▸ WORK ORDER
The expected output is the complete listing, unchanged.
◆ ◆ ◆ ◆ ◆ ◆ ◆
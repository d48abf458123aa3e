// SPDX-License-Identifier: AGPL-3.0-or-later
//
// Copyright (C) 2026 Relational Network

//! Login, registration, refresh and logout over the storage collaborators.
//!
//! The [`Authenticator`] holds no per-request state. Every storage call runs
//! under a deadline and every storage failure is logged here and re-wrapped
//! as an [`AuthError`] before it leaves the core.

use std::future::Future;
use std::sync::Arc;

use chrono::{Duration, Utc};
use tracing::{debug, error, info, warn};
use uuid::Uuid;

use super::codec;
use super::password::{self, PasswordError};
use super::{Abilities, AuthError, AuthenticatedUser, RoleName, TokenKind, VerifiedBearer};
use crate::storage::{
    CredentialStore, NewToken, NewUser, RoleStore, StorageError, StorageResult, TokenStore, User,
};

/// Token type marker returned alongside every bearer.
pub const TOKEN_TYPE: &str = "Bearer";

/// Default deadline for a single storage call.
pub const DEFAULT_STORAGE_TIMEOUT: std::time::Duration = std::time::Duration::from_secs(5);

const UNEXPECTED_DATABASE_ERROR: &str = "unexpected database error";

/// Lifetimes of issued tokens.
#[derive(Debug, Clone, Copy, PartialEq, Eq)]
pub struct TokenPolicy {
    pub access_ttl: Duration,
    pub refresh_ttl: Duration,
}

impl Default for TokenPolicy {
    fn default() -> Self {
        Self {
            access_ttl: Duration::minutes(60),
            refresh_ttl: Duration::days(7),
        }
    }
}

impl TokenPolicy {
    fn ttl(&self, kind: TokenKind) -> Duration {
        match kind {
            TokenKind::AccessToken => self.access_ttl,
            TokenKind::RefreshToken => self.refresh_ttl,
        }
    }
}

/// Input to [`Authenticator::register`], already shape-validated by the caller.
#[derive(Debug, Clone)]
pub struct Registration {
    pub name: String,
    pub email: String,
    pub password: String,
    pub password_confirmation: String,
}

/// A freshly issued token. `bearer` is the only copy of the secret.
#[derive(Debug, Clone)]
pub struct IssuedToken {
    pub token_id: u64,
    pub bearer: String,
    pub expires_in: i64,
}

#[derive(Debug, Clone)]
pub struct LoginTokens {
    pub access_token: String,
    pub refresh_token: String,
    /// Access token lifetime in seconds
    pub expires_in: i64,
    pub token_type: &'static str,
}

#[derive(Debug, Clone)]
pub struct RefreshedToken {
    pub access_token: String,
    pub expires_in: i64,
    pub token_type: &'static str,
}

/// Authentication core.
///
/// Collaborators are injected at construction; nothing is looked up globally.
pub struct Authenticator {
    users: Arc<dyn CredentialStore>,
    roles: Arc<dyn RoleStore>,
    tokens: Arc<dyn TokenStore>,
    policy: TokenPolicy,
    password_cost: u32,
    storage_timeout: std::time::Duration,
}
◆ ◆ ◆ ◆ ◆ ◆ ◆
▸ OUTPUT OF THE EXERCISE
repository d48abf458123aa3e
// SPDX-License-Identifier: AGPL-3.0-or-later
//
// Copyright (C) 2026 Relational Network

//! Login, registration, refresh and logout over the storage collaborators.
//!
//! The [`Authenticator`] holds no per-request state. Every storage call runs
//! under a deadline and every storage failure is logged here and re-wrapped
//! as an [`AuthError`] before it leaves the core.

use std::future::Future;
use std::sync::Arc;

use chrono::{Duration, Utc};
use tracing::{debug, error, info, warn};
use uuid::Uuid;

use super::codec;
use super::password::{self, PasswordError};
use super::{Abilities, AuthError, AuthenticatedUser, RoleName, TokenKind, VerifiedBearer};
use crate::storage::{
    CredentialStore, NewToken, NewUser, RoleStore, StorageError, StorageResult, TokenStore, User,
};

/// Token type marker returned alongside every bearer.
pub const TOKEN_TYPE: &str = "Bearer";

/// Default deadline for a single storage call.
pub const DEFAULT_STORAGE_TIMEOUT: std::time::Duration = std::time::Duration::from_secs(5);

const UNEXPECTED_DATABASE_ERROR: &str = "unexpected database error";

/// Lifetimes of issued tokens.
#[derive(Debug, Clone, Copy, PartialEq, Eq)]
pub struct TokenPolicy {
    pub access_ttl: Duration,
    pub refresh_ttl: Duration,
}

impl Default for TokenPolicy {
    fn default() -> Self {
        Self {
            access_ttl: Duration::minutes(60),
            refresh_ttl: Duration::days(7),
        }
    }
}

impl TokenPolicy {
    fn ttl(&self, kind: TokenKind) -> Duration {
        match kind {
            TokenKind::AccessToken => self.access_ttl,
            TokenKind::RefreshToken => self.refresh_ttl,
        }
    }
}

/// Input to [`Authenticator::register`], already shape-validated by the caller.
#[derive(Debug, Clone)]
pub struct Registration {
    pub name: String,
    pub email: String,
    pub password: String,
    pub password_confirmation: String,
}

/// A freshly issued token. `bearer` is the only copy of the secret.
#[derive(Debug, Clone)]
pub struct IssuedToken {
    pub token_id: u64,
    pub bearer: String,
    pub expires_in: i64,
}

#[derive(Debug, Clone)]
pub struct LoginTokens {
    pub access_token: String,
    pub refresh_token: String,
    /// Access token lifetime in seconds
    pub expires_in: i64,
    pub token_type: &'static str,
}

#[derive(Debug, Clone)]
pub struct RefreshedToken {
    pub access_token: String,
    pub expires_in: i64,
    pub token_type: &'static str,
}

/// Authentication core.
///
/// Collaborators are injected at construction; nothing is looked up globally.
pub struct Authenticator {
    users: Arc<dyn CredentialStore>,
    roles: Arc<dyn RoleStore>,
    tokens: Arc<dyn TokenStore>,
    policy: TokenPolicy,
    password_cost: u32,
    storage_timeout: std::time::Duration,
}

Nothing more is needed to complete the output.